### [Task details]
Give again the entries below exactly, beginning at the first line and ending at the line with "pub gateway: Arc<dyn".

### [Data provided]
----
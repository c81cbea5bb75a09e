use std::sync::Arc;

use crate::catalog::CatalogClient;
use crate::gateway::CatalogGateway;
use crate::roadmap::RoadmapGenerator;
use crate::saves::SaveStore;

/// Shared application state injected into all route handlers via Axum extractors.
#[derive(Clone)]
pub struct AppState {
    /// Raw upstream access for the pass-through proxy endpoint.
    pub gateway: Arc<dyn CatalogGateway>,
    /// Typed catalog operations over the same gateway.
    pub catalog: CatalogClient,
    pub roadmaps: RoadmapGenerator,
    /// PostgreSQL when DATABASE_URL is set, in-memory otherwise.
    pub saves: Arc<dyn SaveStore>,
}

impl AppState {
    pub fn new(
        gateway: Arc<dyn CatalogGateway>,
        roadmaps: RoadmapGenerator,
        saves: Arc<dyn SaveStore>,
    ) -> Self {
        Self {
            catalog: CatalogClient::new(gateway.clone()),
            gateway,
            roadmaps,
            saves,
        }
    }
}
----
### [Solution below]
repository c81cbea5bb75a09e
use std::sync::Arc;

use crate::catalog::CatalogClient;
use crate::gateway::CatalogGateway;
use crate::roadmap::RoadmapGenerator;
use crate::saves::SaveStore;

/// Shared application state injected into all route handlers via Axum extractors.
#[derive(Clone)]
pub struct AppState {
    /// Raw upstream access for the pass-through proxy endpoint.
    pub gateway: Arc<dyn CatalogGateway>,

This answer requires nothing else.